Provided material
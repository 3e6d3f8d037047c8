//! Feeds a script through the event pump into an in-memory host.

use std::collections::BTreeMap;

use tapestry_loom::memory::{HostError, ItemKind, MemoryHost, MemoryItem};
use tapestry_loom::{ConfigError, InterfaceId, InterfaceKind, InventoryAction, LayerViewer, LoomConfig, LoomPlugin, LoomSession, LoomSlot, RecordKey};
use tapestry_registry::describe_layer;
use tapestry_worker::{LoopClosed, LoopHandler, channel, run_loop};
use thiserror::Error;
use tracing::{debug, warn};

use crate::script::{Script, Step};

/// Errors that stop a replay.
#[derive(Debug, Error)]
pub enum ReplayError {
	#[error(transparent)]
	Config(#[from] ConfigError),

	#[error("step {step}: no interface named '{name}'")]
	UnknownName { step: usize, name: String },

	#[error("step {step}: interface name '{name}' is already in use")]
	DuplicateName { step: usize, name: String },

	#[error("step {step}: {source}")]
	Host { step: usize, source: HostError },

	#[error("event pump closed early")]
	Closed(#[from] LoopClosed),
}

/// Runs `script` and returns the printed lines.
pub async fn run(script: Script, config: LoomConfig) -> Result<Vec<String>, ReplayError> {
	let plugin = LoomPlugin::enable(config)?;
	let mut session = ReplaySession::new(plugin);

	let (port, inbox) = channel();
	for step in script.steps {
		match step {
			Step::Tick { count } => {
				for _ in 0..count {
					port.tick()?;
				}
			}
			step => port.send(step)?,
		}
	}
	port.shutdown()?;

	let report = run_loop(inbox, &mut session).await;
	debug!(events = report.events, ticks = report.ticks, "replay.done");
	session.finish()
}

/// Applies script steps to a loom session over the in-memory host.
#[derive(Debug)]
pub struct ReplaySession {
	session: LoomSession<MemoryHost>,
	names: BTreeMap<String, InterfaceId>,
	output: Vec<String>,
	step: usize,
	failure: Option<ReplayError>,
}

impl ReplaySession {
	pub fn new(plugin: LoomPlugin) -> Self {
		Self {
			session: LoomSession::new(MemoryHost::new(), plugin),
			names: BTreeMap::new(),
			output: Vec::new(),
			step: 0,
			failure: None,
		}
	}

	/// Disables the plugin and returns the printed lines, or the first error.
	pub fn finish(self) -> Result<Vec<String>, ReplayError> {
		let (_, dropped) = self.session.end();
		debug!(dropped, "replay.session.end");
		match self.failure {
			Some(err) => Err(err),
			None => Ok(self.output),
		}
	}

	fn lookup(&self, name: &str) -> Result<InterfaceId, ReplayError> {
		self.names.get(name).copied().ok_or_else(|| ReplayError::UnknownName {
			step: self.step,
			name: name.to_owned(),
		})
	}

	fn host_err(&self, source: HostError) -> ReplayError {
		ReplayError::Host { step: self.step, source }
	}

	fn apply(&mut self, step: Step) -> Result<(), ReplayError> {
		match step {
			Step::Open { name, kind } => {
				if self.names.contains_key(&name) {
					return Err(ReplayError::DuplicateName { step: self.step, name });
				}
				let (host, _) = self.session.parts_mut();
				let id = host.open(kind.unwrap_or(InterfaceKind::Loom));
				self.names.insert(name, id);
			}
			Step::Place { name, slot, item } => {
				let id = self.lookup(&name)?;
				let (host, plugin) = self.session.parts_mut();
				host.set_cursor(Some(item.build()));
				let placed = host.click(plugin, id, slot, InventoryAction::PlaceAll);
				placed.map_err(|e| self.host_err(e))?;
			}
			Step::Select { name, pattern } => {
				let id = self.lookup(&name)?;
				let (host, _) = self.session.parts_mut();
				let selected = host.select(id, pattern);
				selected.map_err(|e| self.host_err(e))?;
			}
			Step::Click { name, slot, action } => {
				let id = self.lookup(&name)?;
				let (host, plugin) = self.session.parts_mut();
				let clicked = host.click(plugin, id, slot, action);
				clicked.map_err(|e| self.host_err(e))?;
			}
			Step::Tick { count } => {
				for _ in 0..count {
					self.on_tick();
				}
			}
			Step::Close { name } => {
				let id = self.lookup(&name)?;
				let (host, plugin) = self.session.parts_mut();
				let closed = host.close(plugin, id);
				closed.map_err(|e| self.host_err(e))?;
				self.names.remove(&name);
			}
			Step::Print { name: None, .. } => {
				let cursor = self.session.host().cursor().cloned();
				self.print("cursor", cursor.as_ref());
				let inventory = self.session.host().inventory().to_vec();
				for (i, item) in inventory.iter().enumerate() {
					self.print(&format!("inventory[{i}]"), Some(item));
				}
			}
			Step::Print { name: Some(name), slot } => {
				let id = self.lookup(&name)?;
				let slots = match slot.map(LoomSlot::from_raw) {
					Some(Some(slot)) => vec![slot],
					Some(None) => Vec::new(),
					None => LoomSlot::ALL.to_vec(),
				};
				for slot in slots {
					let item = self.session.host().item(id, slot).cloned();
					self.print(&format!("{name}.{}", slot_name(slot)), item.as_ref());
				}
			}
		}
		Ok(())
	}

	fn print(&mut self, label: &str, item: Option<&MemoryItem>) {
		let viewer = self.session.plugin().layer_viewer().copied();
		let key = self.session.plugin().config().record_key.clone();
		self.output.extend(render(label, item, viewer.as_ref(), &key));
	}
}

impl LoopHandler<Step> for ReplaySession {
	fn on_event(&mut self, step: Step) {
		self.step += 1;
		if self.failure.is_some() {
			return;
		}
		if let Err(err) = self.apply(step) {
			warn!(error = %err, "replay.step_failed");
			self.failure = Some(err);
		}
	}

	fn on_tick(&mut self) {
		if self.failure.is_none() {
			let (host, plugin) = self.session.parts_mut();
			host.tick(plugin);
		}
	}
}

fn slot_name(slot: LoomSlot) -> &'static str {
	match slot {
		LoomSlot::Input => "input",
		LoomSlot::Dye => "dye",
		LoomSlot::Pattern => "pattern",
		LoomSlot::Output => "output",
	}
}

/// Renders one item as indented text lines.
fn render(label: &str, item: Option<&MemoryItem>, viewer: Option<&LayerViewer>, key: &RecordKey) -> Vec<String> {
	let Some(item) = item else {
		return vec![format!("{label}: empty")];
	};

	let kind = match item.kind() {
		ItemKind::Banner(base) => format!("{} banner", base.as_raw_name()),
		ItemKind::Dye(color) => format!("{} dye", color.as_raw_name()),
		ItemKind::Other(name) => name.clone(),
	};
	let mut lines = vec![format!("{label}: {kind} x{}", item.amount())];
	if !matches!(item.kind(), ItemKind::Banner(_)) {
		return lines;
	}

	match viewer.map(|v| v.open(item)) {
		Some(Ok(grid)) => {
			lines.push(format!("  {}:", grid.title));
			lines.extend(grid.cells.iter().map(|cell| format!("    [{}] {}", cell.index, cell.label)));
		}
		_ => {
			let names: Vec<_> = item.visible_layers().iter().map(describe_layer).collect();
			lines.push(format!("  layers ({}): {}", names.len(), names.join(", ")));
		}
	}
	if let Some(lore) = item.lore_lines() {
		lines.extend(lore.iter().map(|line| format!("  lore: {line}")));
	}
	if let Some(bytes) = item.record_bytes(key) {
		lines.push(format!("  record: {} bytes", bytes.len()));
	}
	lines
}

Problem requirements
Retype only the stretch of lines above starting at the one with "for step in" and stopping at the one with "the in-memory host.", exactly as written, with both kept.

Response for this exercise
	for step in script.steps {
		match step {
			Step::Tick { count } => {
				for _ in 0..count {
					port.tick()?;
				}
			}
			step => port.send(step)?,
		}
	}
	port.shutdown()?;

	let report = run_loop(inbox, &mut session).await;
	debug!(events = report.events, ticks = report.ticks, "replay.done");
	session.finish()
}

/// Applies script steps to a loom session over the in-memory host.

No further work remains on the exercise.